Now Featured at the Patheos Book Club
Called to the Life of the Mind
Some Advice for Evangelical Scholars
By Richard J. Mouw
Book Excerpt
There is more to the Kingdom of God than academic pursuit. That is an obvious thing to say. God certainly wants us to acknowledge the gifts of people who function outside of the academy—even to absorb their wisdom.
At a gathering of seminary faculty members representing a broad spectrum of church traditions, we were discussing the purposes of theological education. The formulation we were focusing on was the idea that theological education should aim at "the knowledge of God." In a lengthy discussion of what it means to "know God," one person proposed that to know God properly requires that we have a fairly technical grasp of various concepts related to God's nature. This proposal seemed to go over well with most of the other participants, but it made me uneasy. I was disturbed and so I asked the group: Doesn't this make the knowledge of God primarily an intellectual exercise? After all, if knowing God properly requires that we grasp certain concepts about God's nature, then we would have to conclude that those people who haven't thought a lot about those concepts really don't know God as truly as those who have done a lot of thinking about those concepts.

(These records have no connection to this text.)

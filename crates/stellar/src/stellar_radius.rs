use std::fmt;

/// Radius of a central body, tagged with the unit it is expressed in
///
/// Compact remnants are measured in kilometres, giant stars in solar radii.
#[derive(Debug, Clone, Copy, PartialEq)]
pub enum StellarRadius {
    Kilometers(f64),
    SolarRadii(f64),
}

impl StellarRadius {
    pub fn value(&self) -> f64 {
        match self {
            Self::Kilometers(v) | Self::SolarRadii(v) => *v,
        }
    }

    pub fn unit_label(&self) -> &'static str {
        match self {
            Self::Kilometers(_) => "kilometers",
            Self::SolarRadii(_) => "Solar radii",
        }
    }
}

impl fmt::Display for StellarRadius {
    fn fmt(&self, f: &mut fmt::Formatter<'_>) -> fmt::Result {
        write!(f, "{:.2} {}", self.value(), self.unit_label())
    }
}
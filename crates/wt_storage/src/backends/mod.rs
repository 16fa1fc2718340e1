pub mod file;
pub mod memory;

pub use file::{file_key, sanitize_title, ArticleMetadata, FilePaths, FileStorage};
pub use memory::MemoryStorage;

"Well," a colleague responded, "what would be wrong with saying that?" I replied that I found his suggestion to be very elitist. And then I added what I thought was an impressive rhetorical touch: "Surely you don't think that Mother Teresa would have understood God better had she gone to seminary!" Much to my surprise, my colleague confessed that he did think that Mother Teresa would have known God better if she had received a seminary education.
I think that this perspective is seriously misguided. Not everyone is called to cultivate the life of the mind in a disciplined manner. Some servants of the Lord are fitted for different things. Certainly that was true of Mother Teresa. Our job as intellectuals is not to disdain her calling, but to respect her gifts—and perhaps even to study her—in the way that, say, musical theorists might study a prodigy who plays the violin marvelously with almost no formal training in the art.
Not everyone in the Christian community needs to be seriously involved in intellectual pursuits. But it is important—crucially so—that the Christian community have some people who are cultivating the intellectual disciplines. While I do not regret, even in the smallest degree, that Mother Teresa was not well educated, I am glad that she could serve, and draw strength from, a larger Christian community that supports the intellectual enterprise.
Engaging in serious scholarship is not a prerequisite for an individual's serving the Lord effectively, but the overall patterns of effective Christian service will not be very healthy unless there is communal support from and for good teachers and scholars.
When I was teaching in the Philosophy Department at Calvin College, one of my older colleagues liked to tell a story about a conversation he had once overheard between two undergraduate women. The two students were talking in the hallway outside his office. His door was slightly ajar, so he could hear what they were saying—especially since the conversation was impassioned. The boyfriend of one of the young women had just broken up with her, and she was distraught, sobbing loudly. Her friend tried to comfort her, but none of her therapeutic strategies seemed to be working. Finally, the would-be counselor made a bold pastoral move. "Look," she said, "you've just got to be philosophical about this!" "What do you mean?" the distraught young woman asked through her tears. To which her friend replied: "Just don't think about it!"
This is a story I have told often, not only to philosophy students the first day of a course, but also when praising the scholarly life in general. Whatever pastoral value that piece of advice may have had to the grieving college student, it is not a good understanding of philosophy or any other academic pursuit. A healthy Christian community is one in which at least a segment of that community is encouraged, on behalf of the whole, to "think about it" in consistent and rigorous ways.